▶ [RECORD EXTRACTS]:
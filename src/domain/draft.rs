//! Draft email and send outcome types.

use std::fmt;
use std::path::{Path, PathBuf};

use serde::{Deserialize, Serialize};

/// Image extensions that qualify an attachment for image moderation.
pub const IMAGE_EXTENSIONS: [&str; 3] = ["jpg", "png", "jpeg"];

/// An email being composed. Never persisted.
#[derive(Debug, Clone, Default, PartialEq, Eq)]
pub struct DraftEmail {
    /// Plain text body.
    pub body: String,
    /// Optional file to attach.
    pub attachment_path: Option<PathBuf>,
}

impl DraftEmail {
    pub fn new(body: impl Into<String>) -> Self {
        Self {
            body: body.into(),
            attachment_path: None,
        }
    }

    /// Sets the attachment. An empty path clears it.
    pub fn with_attachment(mut self, path: impl Into<PathBuf>) -> Self {
        let path = path.into();
        self.attachment_path = if path.as_os_str().is_empty() {
            None
        } else {
            Some(path)
        };
        self
    }

    /// Body with surrounding whitespace removed.
    pub fn trimmed_body(&self) -> &str {
        self.body.trim()
    }

    /// Attachment path, if it names a supported image type.
    pub fn image_attachment(&self) -> Option<&Path> {
        self.attachment_path
            .as_deref()
            .filter(|path| is_image_path(path))
    }

    /// True if any analysis would run: the body is not blank or the
    /// attachment is an image.
    pub fn has_analyzable_content(&self) -> bool {
        !self.trimmed_body().is_empty() || self.image_attachment().is_some()
    }
}

/// Returns true if the file name ends in `.` plus one of [`IMAGE_EXTENSIONS`],
/// ignoring case. A bare `.png` counts.
pub fn is_image_path(path: &Path) -> bool {
    let Some(name) = path.file_name().and_then(|name| name.to_str()) else {
        return false;
    };
    let name = name.to_ascii_lowercase();
    IMAGE_EXTENSIONS.iter().any(|ext| {
        name.strip_suffix(ext)
            .is_some_and(|stem| stem.ends_with('.'))
    })
}

/// Outcome of a single send attempt.
#[derive(Debug, Clone, PartialEq, Eq, Serialize, Deserialize)]
#[serde(tag = "status", rename_all = "snake_case")]
pub enum SendResult {
    Sent { message: String },
    Failed { message: String },
}

impl SendResult {
    pub fn sent() -> Self {
        SendResult::Sent {
            message: "Email sent successfully!".to_string(),
        }
    }

    pub fn failed(error: impl fmt::Display) -> Self {
        SendResult::Failed {
            message: format!("Failed to send email: {}", error),
        }
    }

    pub fn is_sent(&self) -> bool {
        matches!(self, SendResult::Sent { .. })
    }

    /// Human-readable message for either outcome.
    pub fn message(&self) -> &str {
        match self {
            SendResult::Sent { message } | SendResult::Failed { message } => message,
        }
    }
}

impl fmt::Display for SendResult {
    fn fmt(&self, f: &mut fmt::Formatter<'_>) -> fmt::Result {
        f.write_str(self.message())
    }
}
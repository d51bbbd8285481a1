//! Formality judgment from a chat model.

use std::sync::Arc;

use async_trait::async_trait;

use super::error::AnalysisResult;
use super::llm::{CompletionRequest, FinishReason, LlmProvider, Message};
use crate::domain::FormalityVerdict;

/// Judges whether text reads as formal or informal.
#[async_trait]
pub trait FormalityProvider: Send + Sync {
    async fn analyze_formality(&self, text: &str) -> AnalysisResult<FormalityVerdict>;
}

/// Builds the fixed prompt sent to the model.
pub fn formality_prompt(text: &str) -> String {
    format!(
        "Determine if the following text is formal or informal:\n\n'{}'",
        text
    )
}

/// Asks an [`LlmProvider`] for a formality judgment.
///
/// The model's answer is returned verbatim.
pub struct LlmFormalityProvider {
    llm: Arc<dyn LlmProvider>,
}

impl LlmFormalityProvider {
    pub fn new(llm: Arc<dyn LlmProvider>) -> Self {
        Self { llm }
    }
}

#[async_trait]
impl FormalityProvider for LlmFormalityProvider {
    async fn analyze_formality(&self, text: &str) -> AnalysisResult<FormalityVerdict> {
        tracing::debug!(provider = self.llm.name(), model = self.llm.model(), "Analyzing formality");

        let request = CompletionRequest::new(vec![Message::user(formality_prompt(text))]);
        let response = self.llm.complete(&request).await?;

        tracing::debug!(
            input_tokens = response.tokens_used.input_tokens,
            output_tokens = response.tokens_used.output_tokens,
            finish_reason = ?response.finish_reason,
            "Formality judgment received"
        );
        if response.finish_reason == FinishReason::Length {
            tracing::warn!(model = self.llm.model(), "Formality judgment was truncated");
        }

        Ok(FormalityVerdict::new(response.text))
    }
}

#[cfg(test)]
mod tests {
    use super::*;
    use crate::providers::llm::{CompletionResponse, LlmError, LlmResult, Role, TokenUsage};
    use crate::providers::AnalysisError;
    use std::sync::Mutex;

    struct RecordingLlm {
        reply: Option<String>,
        finish_reason: FinishReason,
        prompts: Mutex<Vec<Message>>,
    }

    impl RecordingLlm {
        fn replying(text: &str) -> Self {
            Self {
                reply: Some(text.to_string()),
                finish_reason: FinishReason::Stop,
                prompts: Mutex::new(Vec::new()),
            }
        }
    }

    #[async_trait]
    impl LlmProvider for RecordingLlm {
        fn name(&self) -> &str {
            "recording"
        }

        fn model(&self) -> &str {
            "test-model"
        }

        async fn complete(&self, request: &CompletionRequest) -> LlmResult<CompletionResponse> {
            self.prompts
                .lock()
                .unwrap()
                .extend(request.messages.iter().cloned());
            match &self.reply {
                Some(text) => Ok(CompletionResponse {
                    text: text.clone(),
                    tokens_used: TokenUsage {
                        input_tokens: 24,
                        output_tokens: 9,
                    },
                    finish_reason: self.finish_reason,
                }),
                None => Err(LlmError::AuthenticationError("invalid api token".to_string())),
            }
        }
    }

    #[test]
    fn test_prompt_template() {
        assert_eq!(
            formality_prompt("hey whats up"),
            "Determine if the following text is formal or informal:\n\n'hey whats up'"
        );
    }

    #[tokio::test]
    async fn test_returns_raw_judgment() {
        let llm = Arc::new(RecordingLlm::replying("The text is informal. It uses slang."));
        let provider = LlmFormalityProvider::new(llm.clone());

        let verdict = provider.analyze_formality("hey whats up").await.unwrap();
        assert_eq!(verdict.raw_text, "The text is informal. It uses slang.");

        let prompts = llm.prompts.lock().unwrap();
        assert_eq!(prompts.len(), 1);
        assert_eq!(prompts[0].role, Role::User);
        assert!(prompts[0].content.ends_with("'hey whats up'"));
    }

    #[tokio::test]
    async fn test_llm_failure_is_typed() {
        let provider = LlmFormalityProvider::new(Arc::new(RecordingLlm {
            reply: None,
            finish_reason: FinishReason::Stop,
            prompts: Mutex::new(Vec::new()),
        }));

        let err = provider.analyze_formality("Dear Sir").await.unwrap_err();
        assert!(matches!(err, AnalysisError::Authentication(_)));
    }

    #[tokio::test]
    async fn test_truncated_judgment_is_kept() {
        let provider = LlmFormalityProvider::new(Arc::new(RecordingLlm {
            finish_reason: FinishReason::Length,
            ..RecordingLlm::replying("The text is mostly formal, although")
        }));

        let verdict = provider.analyze_formality("Dear team").await.unwrap();
        assert_eq!(verdict.raw_text, "The text is mostly formal, although");
    }
}
//! Error type shared by the analysis adapters.

use thiserror::Error;

use super::llm::LlmError;

/// Errors that can occur while calling an analysis service.
#[derive(Debug, Error)]
pub enum AnalysisError {
    #[error("HTTP request failed: {0}")]
    Transport(#[from] reqwest::Error),

    #[error("Authentication failed: {0}")]
    Authentication(String),

    #[error("API error: {status} - {message}")]
    Api { status: u16, message: String },

    #[error("Invalid response format: {0}")]
    MalformedResponse(String),

    /// The service accepted the request but rejected the document.
    #[error("{0}")]
    Document(String),

    #[error("I/O error: {0}")]
    Io(#[from] std::io::Error),
}

/// Result type for analysis operations.
pub type AnalysisResult<T> = Result<T, AnalysisError>;

impl From<LlmError> for AnalysisError {
    fn from(err: LlmError) -> Self {
        match err {
            LlmError::HttpError(e) => AnalysisError::Transport(e),
            LlmError::AuthenticationError(message) => AnalysisError::Authentication(message),
            LlmError::ApiError { status, message } => AnalysisError::Api { status, message },
            LlmError::RateLimited { retry_after_secs } => AnalysisError::Api {
                status: 429,
                message: match retry_after_secs {
                    Some(secs) => format!("rate limited, retry after {} seconds", secs),
                    None => "rate limited".to_string(),
                },
            },
            LlmError::InvalidResponse(message) => AnalysisError::MalformedResponse(message),
        }
    }
}

/// Azure Cognitive Services error envelope, shared by Content Safety and Language.
#[derive(Debug, serde::Deserialize)]
pub(crate) struct AzureErrorEnvelope {
    pub error: AzureErrorDetail,
}

#[derive(Debug, serde::Deserialize)]
pub(crate) struct AzureErrorDetail {
    #[serde(default)]
    pub code: Option<String>,
    pub message: String,
}

/// Maps a non-success Azure response to an [`AnalysisError`].
pub(crate) async fn azure_error(response: reqwest::Response) -> AnalysisError {
    let status = response.status().as_u16();

    match response.json::<AzureErrorEnvelope>().await {
        Ok(envelope) => {
            if status == 401 || status == 403 {
                return AnalysisError::Authentication(envelope.error.message);
            }
            let message = match envelope.error.code {
                Some(code) => format!("{}: {}", code, envelope.error.message),
                None => envelope.error.message,
            };
            AnalysisError::Api { status, message }
        }
        Err(_) if status == 401 || status == 403 => {
            AnalysisError::Authentication(format!("HTTP {}", status))
        }
        Err(_) => AnalysisError::Api {
            status,
            message: format!("HTTP {}", status),
        },
    }
}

▶ [HOW TO COMPLETE THIS TASK]: Where a line of the data above includes the string "AzureErrorDetail", pull it out.

▶ [WRITTEN RESPONSE]:
    pub error: AzureErrorDetail,
pub(crate) struct AzureErrorDetail {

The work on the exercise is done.